The CWWG recommends that the Army immediately halt shipment of VX hydrolysate from Indiana, and invest in and deploy treatment units such as SCWO at the Newport facility to destroy hydrolysate.  These same units can also be used in Kentucky to destroy nerve and mustard agent hydrolysate there.  We also recommend that CMA and ACWA look to the Non-Stockpile Chemical Materiel Project for guidance on how communities can provide input -- early and often -- on waste disposal issues beyond the hydrolysate.

4.    Use of advanced monitoring systems.  Adding advanced chemical agent monitoring systems to existing monitors, a much-needed layer of protection would be provided to depot workers and community members. The National Research Council has for 10 years advised the Army to use improved monitoring systems, specifically recommending that the Army utilize "real time" monitoring such as the Open-Path Fourier Transform Infrared (FTIR) Spectrometer.  In 2004 Kentucky Senator Jim Bunning appropriated $2 million toward an advanced monitoring system for Kentucky.  In 2005 the Army agreed to host a one-day forum on monitoring that involved some community representatives, but has not followed through with any actions.

We restate our recommendation that the Army invest in advanced monitoring systems at all chemical weapons sites, to include real-time infrared monitors surrounding weapons storage igloos as well as between the disposal facilities and the perimeter of the depots.  This can be accomplished quickly and without impact to the weapons disposal schedule.   

5.    Government accountability and transparency through public involvement in the chemical demilitarization decision-making process.  

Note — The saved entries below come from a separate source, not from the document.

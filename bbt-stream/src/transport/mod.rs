/********************************************************************************
 * Copyright (c) 2026 Contributors to the Eclipse Foundation
 *
 * See the NOTICE file(s) distributed with this work for additional
 * information regarding copyright ownership.
 *
 * This program and the accompanying materials are made available under the
 * terms of the Apache License Version 2.0 which is available at
 * https://www.apache.org/licenses/LICENSE-2.0
 *
 * SPDX-License-Identifier: Apache-2.0
 ********************************************************************************/

//! Transport contract shared by the broker-family and socket-family adapters.
//!
//! An adapter owns one wire link and translates between [`Stream`](crate::Stream)
//! operations and the link's primitives. Everything the wire reports
//! asynchronously (connection changes, acknowledgements, inbound messages) is
//! pushed to the stream as a [`TransportEvent`] over the channel handed to the
//! adapter at construction.

pub mod auth;
pub mod mqtt;
pub mod socketio;

use crate::config::{StreamConfig, TransportKind};
use crate::error::{Result, StreamError};
use crate::message::{Envelope, Message, Qos, Topic};
use crate::registry::TopicScheme;
use async_trait::async_trait;
use std::sync::Arc;
use tokio::sync::mpsc;

use self::auth::SubscriptionAuthorizer;
use self::mqtt::{BrokerLink, MqttTransport};
use self::socketio::{SocketIoTransport, SocketLink};

/// Sending half handed to every adapter.
pub type TransportEventSender = mpsc::UnboundedSender<TransportEvent>;

/// Asynchronous notifications raised by an adapter.
#[derive(Clone, Debug, PartialEq)]
pub enum TransportEvent {
    Connected,
    Reconnected,
    Disconnected,
    SubscribeAck {
        channel: String,
        resource: String,
        qos: Qos,
    },
    SubscribeRejected {
        channel: String,
        resource: String,
        reason: String,
    },
    UnsubscribeAck {
        channel: String,
        resource: String,
    },
    PublishRejected {
        envelope: Envelope,
        reason: String,
    },
    WriteRejected {
        envelope: Envelope,
        reason: String,
    },
    Message(Message),
    Error(String),
}

/// Everything an adapter needs to put one subscribe on the wire.
#[derive(Clone, Debug, PartialEq, Eq)]
pub struct SubscribeRequest {
    pub channel: String,
    pub resource: String,
    pub read: bool,
    pub write: bool,
    pub ttl: u64,
    pub qos: Qos,
    pub username: Option<String>,
    pub userid: Option<String>,
}

impl SubscribeRequest {
    pub fn topic(&self) -> Topic {
        Topic::new(self.channel.clone(), self.resource.clone())
    }

    /// Whether the service expects a per-subscribe authorization.
    pub fn requires_auth(&self) -> bool {
        auth::auth_required(&self.channel, self.write)
    }
}

/// Authorization attached to a subscribe.
#[derive(Clone, Debug, PartialEq, Eq)]
pub enum SubscribeAuth {
    /// `keyId:signature` grant, optionally bound to a user id.
    Signature {
        sig: String,
        userid: Option<String>,
    },
    /// Channel token carried as is.
    Token {
        token: String,
        userid: Option<String>,
    },
}

/// Capability set every wire family implements.
#[async_trait]
pub trait Transport: Send + Sync {
    fn kind(&self) -> TransportKind;

    fn scheme(&self) -> TopicScheme {
        scheme_for(self.kind())
    }

    async fn connect(&self) -> Result<()>;

    async fn disconnect(&self) -> Result<()>;

    /// Per-subscribe authorization round trip. Families that authenticate at
    /// connect time keep the default.
    async fn authorize_subscribe(
        &self,
        _request: &SubscribeRequest,
    ) -> Result<Option<SubscribeAuth>> {
        Ok(None)
    }

    async fn subscribe(&self, request: &SubscribeRequest, auth: Option<SubscribeAuth>)
        -> Result<()>;

    async fn unsubscribe(&self, topic: &Topic) -> Result<()>;

    async fn publish(&self, envelope: &Envelope) -> Result<()>;

    async fn write(&self, envelope: &Envelope) -> Result<()>;

    /// True when publish/write must hold a granted write permission locally
    /// before anything is sent.
    fn enforces_write_permission(&self) -> bool;
}

pub fn scheme_for(kind: TransportKind) -> TopicScheme {
    match kind {
        TransportKind::Mqtt => TopicScheme::BROKER,
        TransportKind::SocketIo => TopicScheme::SOCKET,
    }
}

/// Black-box wire backend plugged into [`Stream::new`](crate::Stream::new).
#[derive(Clone)]
pub enum WireLink {
    Broker(Arc<dyn BrokerLink>),
    Socket(Arc<dyn SocketLink>),
}

impl WireLink {
    pub fn kind(&self) -> TransportKind {
        match self {
            WireLink::Broker(_) => TransportKind::Mqtt,
            WireLink::Socket(_) => TransportKind::SocketIo,
        }
    }
}

impl std::fmt::Debug for WireLink {
    fn fmt(&self, f: &mut std::fmt::Formatter<'_>) -> std::fmt::Result {
        match self {
            WireLink::Broker(_) => f.write_str("WireLink::Broker"),
            WireLink::Socket(_) => f.write_str("WireLink::Socket"),
        }
    }
}

/// Selects and builds the adapter matching `config.transport.type`.
pub(crate) fn build_transport(
    config: &StreamConfig,
    link: WireLink,
    authorizer: Option<Arc<dyn SubscriptionAuthorizer>>,
    events: TransportEventSender,
) -> Result<Arc<dyn Transport>> {
    if link.kind() != config.transport.kind {
        return Err(StreamError::TransportMismatch(format!(
            "configured {:?} but the wire link is {:?}",
            config.transport.kind,
            link.kind()
        )));
    }

    match link {
        WireLink::Broker(link) => Ok(Arc::new(MqttTransport::new(
            &config.transport,
            link,
            events,
        )?)),
        WireLink::Socket(link) => Ok(Arc::new(SocketIoTransport::new(
            config,
            link,
            authorizer,
            events,
        )?)),
    }
}
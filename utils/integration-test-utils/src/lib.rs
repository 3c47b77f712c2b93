/********************************************************************************
 * Copyright (c) 2026 Contributors to the Eclipse Foundation
 *
 * See the NOTICE file(s) distributed with this work for additional
 * information regarding copyright ownership.
 *
 * This program and the accompanying materials are made available under the
 * terms of the Apache License Version 2.0 which is available at
 * https://www.apache.org/licenses/LICENSE-2.0
 *
 * SPDX-License-Identifier: Apache-2.0
 ********************************************************************************/

mod fake_broker_link;
pub use fake_broker_link::FakeBrokerLink;

mod fake_socket_link;
pub use fake_socket_link::FakeSocketLink;

mod event_recorder;
pub use event_recorder::{EventRecorder, MessageCollector, DEFAULT_WAIT};

use std::time::Duration;
use tracing_subscriber::EnvFilter;

/// Installs a test-writer subscriber once per process; honours `RUST_LOG`.
pub fn init_logging() {
    let _ = tracing_subscriber::fmt()
        .with_env_filter(EnvFilter::from_default_env())
        .with_test_writer()
        .try_init();
}

/// Polls `condition` every few milliseconds until it holds or `wait` elapses.
pub async fn wait_until<F>(wait: Duration, condition: F) -> bool
where
    F: Fn() -> bool,
{
    let deadline = tokio::time::Instant::now() + wait;
    while tokio::time::Instant::now() < deadline {
        if condition() {
            return true;
        }
        tokio::time::sleep(Duration::from_millis(5)).await;
    }
    condition()
}
#[tokio::test]
async fn send_failure_surfaces_as_publish_error() {
    integration_test_utils::init_logging();
    let link = FakeBrokerLink::auto_ack();
    let stream = broker_stream(&link);
    let mut recorder = EventRecorder::new(&stream);
    connect(&stream, &mut recorder).await;
    subscribe_granted(
        &stream,
        &mut recorder,
        "chan",
        "res",
        SubscribeOptions::new().read(false).write(true),
    )
    .await;

    link.fail_sends(true);
    stream
        .publish("chan", "res", json!(1), PublishOptions::new())
        .await
        .unwrap();

    assert!(matches!(
        recorder.next().await,
        Some(StreamEvent::PublishError {
            error: StreamError::Connection(_),
            ..
        })
    ));
}

#[tokio::test]
async fn subscribe_send_failure_is_reported() {
    integration_test_utils::init_logging();
    let link = FakeBrokerLink::auto_ack();
    let stream = broker_stream(&link);
    let mut recorder = EventRecorder::new(&stream);
    connect(&stream, &mut recorder).await;

    link.fail_sends(true);
    let collector = MessageCollector::new();
    stream
        .subscribe("chan", "res", read_options(&collector))
        .await
        .unwrap();

    assert!(matches!(
        recorder.next().await,
        Some(StreamEvent::SubscribeError {
            error: StreamError::Connection(_),
            ..
        })
    ));
    let info = stream.get_subscription("chan", "res").await.unwrap();
    assert!(!info.subscribed);
}

#[tokio::test]
async fn unsubscribe_round_trip_removes_the_entry() {
    integration_test_utils::init_logging();
    let link = FakeBrokerLink::auto_ack();
    let stream = broker_stream(&link);
    let mut recorder = EventRecorder::new(&stream);
    connect(&stream, &mut recorder).await;

    let collector = MessageCollector::new();
    subscribe_granted(&stream, &mut recorder, "chan", "res", read_options(&collector)).await;

    stream.unsubscribe("chan", "res").await.unwrap();
    assert_eq!(
        recorder.next().await,
        Some(StreamEvent::Unsubscribed(Topic::new("chan", "res")))
    );
    assert_eq!(stream.get_subscription("chan", "res").await, None);
    assert_eq!(link.unsubscribe_calls(), vec!["chan/res".to_string()]);

    assert!(matches!(
        stream.unsubscribe("chan", "res").await,
        Err(StreamError::NotSubscribed(_))
    ));
}
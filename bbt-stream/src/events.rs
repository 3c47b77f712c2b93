/********************************************************************************
 * Copyright (c) 2026 Contributors to the Eclipse Foundation
 *
 * See the NOTICE file(s) distributed with this work for additional
 * information regarding copyright ownership.
 *
 * This program and the accompanying materials are made available under the
 * terms of the Apache License Version 2.0 which is available at
 * https://www.apache.org/licenses/LICENSE-2.0
 *
 * SPDX-License-Identifier: Apache-2.0
 ********************************************************************************/

//! Events broadcast by a [`Stream`](crate::Stream).

use crate::error::StreamError;
use crate::message::{Envelope, Topic};
use crate::subscription::SubscriptionInfo;

/// Everything a stream reports after I/O has started.
#[derive(Clone, Debug, PartialEq)]
pub enum StreamEvent {
    Connected,
    Reconnected,
    Disconnected,
    /// A subscribe was confirmed; carries the granted snapshot.
    Subscribed(SubscriptionInfo),
    SubscribeError {
        topic: Topic,
        error: StreamError,
    },
    Unsubscribed(Topic),
    UnsubscribeError {
        topic: Topic,
        error: StreamError,
    },
    Published(Envelope),
    PublishError {
        envelope: Envelope,
        error: StreamError,
    },
    Written(Envelope),
    WriteError {
        envelope: Envelope,
        error: StreamError,
    },
    /// Transport-level failure not tied to one operation.
    Error(StreamError),
}

impl StreamEvent {
    /// Short name used in log fields.
    pub fn name(&self) -> &'static str {
        match self {
            StreamEvent::Connected => "connected",
            StreamEvent::Reconnected => "reconnected",
            StreamEvent::Disconnected => "disconnected",
            StreamEvent::Subscribed(_) => "subscribed",
            StreamEvent::SubscribeError { .. } => "subscribe_error",
            StreamEvent::Unsubscribed(_) => "unsubscribed",
            StreamEvent::UnsubscribeError { .. } => "unsubscribe_error",
            StreamEvent::Published(_) => "published",
            StreamEvent::PublishError { .. } => "publish_error",
            StreamEvent::Written(_) => "written",
            StreamEvent::WriteError { .. } => "write_error",
            StreamEvent::Error(_) => "error",
        }
    }
}
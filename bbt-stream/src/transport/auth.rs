/********************************************************************************
 * Copyright (c) 2026 Contributors to the Eclipse Foundation
 *
 * See the NOTICE file(s) distributed with this work for additional
 * information regarding copyright ownership.
 *
 * This program and the accompanying materials are made available under the
 * terms of the Apache License Version 2.0 which is available at
 * https://www.apache.org/licenses/LICENSE-2.0
 *
 * SPDX-License-Identifier: Apache-2.0
 ********************************************************************************/

//! Per-subscribe authorization for the socket family.

use crate::config::AuthMethod;
use crate::error::{Result, StreamError};
use crate::signer::Signer;
use async_trait::async_trait;
use serde::{Deserialize, Serialize};
use std::fmt;
use tracing::{debug, warn};

use crate::observability::events;

const COMPONENT: &str = "subscribe_auth";

const PRIVATE_PREFIX: &str = "private-";
const PRESENCE_PREFIX: &str = "presence-";

/// Write access, and any access to private or presence channels, needs a
/// grant.
pub fn auth_required(channel: &str, write: bool) -> bool {
    write || channel.starts_with(PRIVATE_PREFIX) || channel.starts_with(PRESENCE_PREFIX)
}

/// What is sent to an authorizer for one subscribe.
#[derive(Clone, Debug, PartialEq, Eq, Serialize)]
pub struct AuthRequest {
    /// Session id of the live socket connection.
    pub sid: String,
    pub channel: String,
    pub resource: String,
    pub ttl: u64,
    pub read: bool,
    pub write: bool,
    #[serde(skip_serializing_if = "Option::is_none")]
    pub username: Option<String>,
    #[serde(skip_serializing_if = "Option::is_none")]
    pub userid: Option<String>,
}

impl AuthRequest {
    /// Canonical string the service verifies the grant against.
    pub fn string_to_sign(&self) -> String {
        let mut to_sign = format!(
            "{}:{}.{}:ttl={}:read={}:write={}",
            self.sid, self.channel, self.resource, self.ttl, self.read, self.write
        );
        if let Some(userid) = self.userid.as_deref() {
            to_sign.push_str(":userid=");
            to_sign.push_str(userid);
        }
        to_sign
    }
}

/// Grant returned by an authorizer.
#[derive(Clone, Debug, PartialEq, Eq, Deserialize)]
pub struct AuthGrant {
    pub auth: String,
    #[serde(default)]
    pub userid: Option<String>,
}

#[async_trait]
pub trait SubscriptionAuthorizer: Send + Sync {
    async fn authorize(&self, request: &AuthRequest) -> Result<AuthGrant>;
}

/// Signs grants locally with the account secret key.
#[derive(Debug)]
pub struct SecretKeyAuthorizer {
    signer: Signer,
}

impl SecretKeyAuthorizer {
    pub fn new(api_key: &str, secret_key: &str) -> Result<Self> {
        Ok(Self {
            signer: Signer::new(api_key, secret_key)?,
        })
    }
}

#[async_trait]
impl SubscriptionAuthorizer for SecretKeyAuthorizer {
    async fn authorize(&self, request: &AuthRequest) -> Result<AuthGrant> {
        Ok(AuthGrant {
            auth: self.signer.signature(&request.string_to_sign()),
            userid: request.userid.clone(),
        })
    }
}

/// Delegates grants to an external HTTP endpoint.
#[derive(Debug, Clone)]
pub struct HttpAuthorizer {
    client: reqwest::Client,
    endpoint: String,
    method: AuthMethod,
}

impl HttpAuthorizer {
    pub fn new(endpoint: impl Into<String>, method: AuthMethod) -> Result<Self> {
        Self::with_client(reqwest::Client::new(), endpoint, method)
    }

    pub fn with_client(
        client: reqwest::Client,
        endpoint: impl Into<String>,
        method: AuthMethod,
    ) -> Result<Self> {
        let endpoint = endpoint.into();
        if endpoint.is_empty() {
            return Err(StreamError::Authentication(
                "missing authentication endpoint".to_string(),
            ));
        }
        if method == AuthMethod::Function {
            return Err(StreamError::Configuration(
                "the function method has no HTTP endpoint".to_string(),
            ));
        }
        Ok(Self {
            client,
            endpoint,
            method,
        })
    }

    pub fn endpoint(&self) -> &str {
        &self.endpoint
    }
}

#[async_trait]
impl SubscriptionAuthorizer for HttpAuthorizer {
    async fn authorize(&self, request: &AuthRequest) -> Result<AuthGrant> {
        debug!(
            event = events::AUTH_REQUEST,
            component = COMPONENT,
            channel = request.channel.as_str(),
            resource = request.resource.as_str(),
            method = ?self.method,
            "requesting subscribe grant"
        );

        let builder = match self.method {
            AuthMethod::Post => self.client.post(&self.endpoint).json(request),
            _ => self.client.get(&self.endpoint).query(request),
        };

        let response = builder.send().await.map_err(|err| {
            warn!(
                event = events::AUTH_FAILED,
                component = COMPONENT,
                err = %err,
                "authentication endpoint unreachable"
            );
            StreamError::Authentication(format!("unable to authenticate client: {err}"))
        })?;

        let status = response.status().as_u16();
        let body = response.text().await.map_err(|err| {
            StreamError::Authentication(format!("unable to read grant: {err}"))
        })?;

        grant_from_response(status, &body)
    }
}

/// Interprets an endpoint reply: HTTP 200 with a JSON `{auth, userid?}` body.
pub fn grant_from_response(status: u16, body: &str) -> Result<AuthGrant> {
    if status != 200 {
        warn!(
            event = events::AUTH_FAILED,
            component = COMPONENT,
            status,
            "authentication endpoint refused the subscribe"
        );
        return Err(StreamError::Authentication(format!(
            "unable to authenticate client: status {status}"
        )));
    }

    let grant: AuthGrant = serde_json::from_str(body).map_err(|err| {
        StreamError::Authentication(format!("unable to authenticate client: {err}"))
    })?;
    if grant.auth.is_empty() {
        return Err(StreamError::Authentication(
            "unable to authenticate client: empty grant".to_string(),
        ));
    }
    Ok(grant)
}

/// Caller-supplied signing function.
pub struct FnAuthorizer {
    sign: Box<dyn Fn(&AuthRequest) -> Result<AuthGrant> + Send + Sync>,
}

impl FnAuthorizer {
    pub fn new<F>(sign: F) -> Self
    where
        F: Fn(&AuthRequest) -> Result<AuthGrant> + Send + Sync + 'static,
    {
        Self {
            sign: Box::new(sign),
        }
    }
}

impl fmt::Debug for FnAuthorizer {
    fn fmt(&self, f: &mut fmt::Formatter<'_>) -> fmt::Result {
        f.write_str("FnAuthorizer")
    }
}

#[async_trait]
impl SubscriptionAuthorizer for FnAuthorizer {
    async fn authorize(&self, request: &AuthRequest) -> Result<AuthGrant> {
        (self.sign)(request)
    }
}
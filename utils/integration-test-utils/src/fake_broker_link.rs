/********************************************************************************
 * Copyright (c) 2026 Contributors to the Eclipse Foundation
 *
 * See the NOTICE file(s) distributed with this work for additional
 * information regarding copyright ownership.
 *
 * This program and the accompanying materials are made available under the
 * terms of the Apache License Version 2.0 which is available at
 * https://www.apache.org/licenses/LICENSE-2.0
 *
 * SPDX-License-Identifier: Apache-2.0
 ********************************************************************************/

use async_trait::async_trait;
use bbt_stream::transport::mqtt::{BrokerConnectOptions, BrokerLink, BrokerSignal, SUBACK_FAILURE};
use bbt_stream::{Qos, Result, StreamError};
use serde_json::Value;
use std::collections::HashSet;
use std::sync::{Arc, Mutex, MutexGuard};
use tokio::sync::mpsc;
use tracing::debug;

#[derive(Default)]
struct BrokerState {
    signals: Option<mpsc::UnboundedSender<BrokerSignal>>,
    next_packet_id: u16,
    opened: Vec<BrokerConnectOptions>,
    closed: usize,
    subscribes: Vec<(String, Qos)>,
    unsubscribes: Vec<String>,
    publishes: Vec<(String, Vec<u8>, Qos)>,
    last_subscribe_packet: Option<u16>,
    auto_ack: bool,
    denied_topics: HashSet<String>,
    fail_sends: bool,
}

/// Scripted broker link. With auto-ack enabled it answers CONNECT, SUBSCRIBE
/// and UNSUBSCRIBE like a permissive broker; otherwise tests drive every
/// signal by hand.
#[derive(Clone, Default)]
pub struct FakeBrokerLink {
    state: Arc<Mutex<BrokerState>>,
}

impl FakeBrokerLink {
    pub fn new() -> Self {
        Self::default()
    }

    pub fn auto_ack() -> Self {
        let link = Self::default();
        link.state().auto_ack = true;
        link
    }

    fn state(&self) -> MutexGuard<'_, BrokerState> {
        self.state.lock().expect("broker state poisoned")
    }

    /// SubAcks for `topic` carry the failure return code.
    pub fn deny(&self, topic: &str) {
        self.state().denied_topics.insert(topic.to_string());
    }

    /// Makes every subscribe/unsubscribe/publish call fail.
    pub fn fail_sends(&self, fail: bool) {
        self.state().fail_sends = fail;
    }

    /// Pushes a signal as if the broker had sent it.
    pub fn inject(&self, signal: BrokerSignal) {
        let state = self.state();
        if let Some(signals) = state.signals.as_ref() {
            let _ = signals.send(signal);
        }
    }

    pub fn connack(&self) {
        self.inject(BrokerSignal::ConnAck);
    }

    pub fn drop_connection(&self) {
        self.inject(BrokerSignal::Disconnected);
    }

    /// Acknowledges the most recent subscribe with `return_code`.
    pub fn ack_last_subscribe(&self, return_code: u8) {
        let packet_id = self.state().last_subscribe_packet;
        if let Some(packet_id) = packet_id {
            self.inject(BrokerSignal::SubAck {
                packet_id,
                return_codes: vec![return_code],
            });
        }
    }

    /// Delivers a JSON payload on `topic`.
    pub fn deliver(&self, topic: &str, payload: &Value) {
        self.inject(BrokerSignal::Publish {
            topic: topic.to_string(),
            payload: payload.to_string().into_bytes(),
        });
    }

    pub fn opened(&self) -> Vec<BrokerConnectOptions> {
        self.state().opened.clone()
    }

    pub fn close_count(&self) -> usize {
        self.state().closed
    }

    pub fn subscribe_calls(&self) -> Vec<(String, Qos)> {
        self.state().subscribes.clone()
    }

    pub fn unsubscribe_calls(&self) -> Vec<String> {
        self.state().unsubscribes.clone()
    }

    pub fn publish_calls(&self) -> Vec<(String, Value, Qos)> {
        self.state()
            .publishes
            .iter()
            .map(|(topic, payload, qos)| {
                let value = serde_json::from_slice(payload).unwrap_or(Value::Null);
                (topic.clone(), value, *qos)
            })
            .collect()
    }

    fn next_packet_id(state: &mut BrokerState) -> u16 {
        state.next_packet_id = state.next_packet_id.wrapping_add(1).max(1);
        state.next_packet_id
    }
}

fn refused(what: &str) -> StreamError {
    StreamError::Connection(format!("fake broker refused {what}"))
}

#[async_trait]
impl BrokerLink for FakeBrokerLink {
    async fn open(
        &self,
        options: &BrokerConnectOptions,
    ) -> Result<mpsc::UnboundedReceiver<BrokerSignal>> {
        let (tx, rx) = mpsc::unbounded_channel();
        let mut state = self.state();
        debug!(host = options.host.as_str(), "fake broker open");
        state.opened.push(options.clone());
        if state.auto_ack {
            let _ = tx.send(BrokerSignal::ConnAck);
        }
        state.signals = Some(tx);
        Ok(rx)
    }

    async fn close(&self) -> Result<()> {
        let mut state = self.state();
        state.closed += 1;
        state.signals = None;
        Ok(())
    }

    async fn subscribe(&self, topic: &str, qos: Qos) -> Result<u16> {
        let mut state = self.state();
        if state.fail_sends {
            return Err(refused("subscribe"));
        }
        let packet_id = Self::next_packet_id(&mut state);
        state.subscribes.push((topic.to_string(), qos));
        state.last_subscribe_packet = Some(packet_id);

        if state.auto_ack {
            let code = if state.denied_topics.contains(topic) {
                SUBACK_FAILURE
            } else {
                qos.as_u8()
            };
            if let Some(signals) = state.signals.as_ref() {
                let _ = signals.send(BrokerSignal::SubAck {
                    packet_id,
                    return_codes: vec![code],
                });
            }
        }
        Ok(packet_id)
    }

    async fn unsubscribe(&self, topic: &str) -> Result<u16> {
        let mut state = self.state();
        if state.fail_sends {
            return Err(refused("unsubscribe"));
        }
        let packet_id = Self::next_packet_id(&mut state);
        state.unsubscribes.push(topic.to_string());

        if state.auto_ack {
            if let Some(signals) = state.signals.as_ref() {
                let _ = signals.send(BrokerSignal::UnsubAck { packet_id });
            }
        }
        Ok(packet_id)
    }

    async fn publish(&self, topic: &str, payload: Vec<u8>, qos: Qos) -> Result<()> {
        let mut state = self.state();
        if state.fail_sends {
            return Err(refused("publish"));
        }
        state.publishes.push((topic.to_string(), payload, qos));
        Ok(())
    }
}
/********************************************************************************
 * Copyright (c) 2026 Contributors to the Eclipse Foundation
 *
 * See the NOTICE file(s) distributed with this work for additional
 * information regarding copyright ownership.
 *
 * This program and the accompanying materials are made available under the
 * terms of the Apache License Version 2.0 which is available at
 * https://www.apache.org/licenses/LICENSE-2.0
 *
 * SPDX-License-Identifier: Apache-2.0
 ********************************************************************************/

use async_trait::async_trait;
use bbt_stream::transport::socketio::{frame, SocketLink, SocketSignal, CONTROL_CHANNEL};
use bbt_stream::{Result, StreamError};
use serde_json::{json, Value};
use std::collections::HashSet;
use std::sync::{Arc, Mutex, MutexGuard};
use tokio::sync::mpsc;
use tracing::debug;

#[derive(Default)]
struct SocketState {
    signals: Option<mpsc::UnboundedSender<SocketSignal>>,
    session_id: Option<String>,
    opened: Vec<(String, String)>,
    closed: usize,
    sent: Vec<Value>,
    auto_ack: bool,
    denied_channels: HashSet<String>,
    fail_sends: bool,
}

/// Scripted socket link. With auto-ack enabled it reports the connection up
/// on open and answers control subscribe/unsubscribe frames.
#[derive(Clone, Default)]
pub struct FakeSocketLink {
    state: Arc<Mutex<SocketState>>,
}

impl FakeSocketLink {
    pub fn new() -> Self {
        Self::default()
    }

    pub fn auto_ack() -> Self {
        let link = Self::default();
        {
            let mut state = link.state();
            state.auto_ack = true;
            state.session_id = Some("fake-sid".to_string());
        }
        link
    }

    fn state(&self) -> MutexGuard<'_, SocketState> {
        self.state.lock().expect("socket state poisoned")
    }

    pub fn set_session_id(&self, sid: Option<&str>) {
        self.state().session_id = sid.map(str::to_string);
    }

    /// Subscribes on `channel` get a `subscribeError` reply.
    pub fn deny(&self, channel: &str) {
        self.state().denied_channels.insert(channel.to_string());
    }

    pub fn fail_sends(&self, fail: bool) {
        self.state().fail_sends = fail;
    }

    pub fn inject(&self, signal: SocketSignal) {
        let state = self.state();
        if let Some(signals) = state.signals.as_ref() {
            let _ = signals.send(signal);
        }
    }

    pub fn connected(&self) {
        self.inject(SocketSignal::Connected);
    }

    pub fn reconnected(&self) {
        self.inject(SocketSignal::Reconnected);
    }

    pub fn drop_connection(&self) {
        self.inject(SocketSignal::Disconnected);
    }

    /// Sends a control frame to the client.
    pub fn control(&self, event: &str, data: Value) {
        self.inject(SocketSignal::Message(frame(CONTROL_CHANNEL, event, data)));
    }

    /// Delivers a bare data message.
    pub fn deliver(&self, message: Value) {
        self.inject(SocketSignal::Message(message));
    }

    pub fn opened(&self) -> Vec<(String, String)> {
        self.state().opened.clone()
    }

    pub fn close_count(&self) -> usize {
        self.state().closed
    }

    pub fn sent(&self) -> Vec<Value> {
        self.state().sent.clone()
    }

    /// `data` of every sent frame whose event matches.
    pub fn sent_with_event(&self, event: &str) -> Vec<Value> {
        self.state()
            .sent
            .iter()
            .filter(|frame| frame["event"] == event)
            .map(|frame| frame["data"].clone())
            .collect()
    }
}

#[async_trait]
impl SocketLink for FakeSocketLink {
    async fn open(&self, url: &str, query: &str) -> Result<mpsc::UnboundedReceiver<SocketSignal>> {
        let (tx, rx) = mpsc::unbounded_channel();
        let mut state = self.state();
        debug!(url, query, "fake socket open");
        state.opened.push((url.to_string(), query.to_string()));
        if state.auto_ack {
            let _ = tx.send(SocketSignal::Connected);
        }
        state.signals = Some(tx);
        Ok(rx)
    }

    async fn close(&self) -> Result<()> {
        let mut state = self.state();
        state.closed += 1;
        state.signals = None;
        Ok(())
    }

    async fn send(&self, sent: Value) -> Result<()> {
        let mut state = self.state();
        if state.fail_sends {
            return Err(StreamError::Connection("fake socket refused send".to_string()));
        }
        state.sent.push(sent.clone());

        if !state.auto_ack || sent["channel"] != CONTROL_CHANNEL {
            return Ok(());
        }
        let data = &sent["data"];
        let topic = json!({ "channel": data["channel"], "resource": data["resource"] });
        let reply = match sent["event"].as_str() {
            Some("subscribe") => {
                let denied = data["channel"]
                    .as_str()
                    .is_some_and(|channel| state.denied_channels.contains(channel));
                if denied {
                    let mut reply = topic;
                    reply["error"] = json!("permission denied");
                    Some(frame(CONTROL_CHANNEL, "subscribeError", reply))
                } else {
                    Some(frame(CONTROL_CHANNEL, "subscribed", topic))
                }
            }
            Some("unsubscribe") => Some(frame(CONTROL_CHANNEL, "unsubscribed", topic)),
            _ => None,
        };
        if let (Some(reply), Some(signals)) = (reply, state.signals.as_ref()) {
            let _ = signals.send(SocketSignal::Message(reply));
        }
        Ok(())
    }

    fn session_id(&self) -> Option<String> {
        self.state().session_id.clone()
    }
}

The success of the chemical demilitarization program depends on transparency and trust.  Neither of these is present in the Chemical Materials Agency.  In order to increase the regular flow of accurate information to communities, and involve local citizens in decisions that will affect their families, neighbors and the environment, we urge Congress to mandate a national dialogue on chemical weapons disposal, in the spirit of the successful ACWA dialogue, or the Non-Stockpile Core Group.  The investment in time and resources to bring stakeholders together to discuss disposal technologies, monitoring, worker safety, security and impediments to full CWC compliance will pay off in greater efficiency in the overall program.     


Conclusion

The CWWG believes that where citizens are encouraged and empowered, solutions will follow.  We support the goals of the CWC and are prepared to work collaboratively with the Army and other government agencies in order to bring a safe end to our nation's chemical weapons legacy.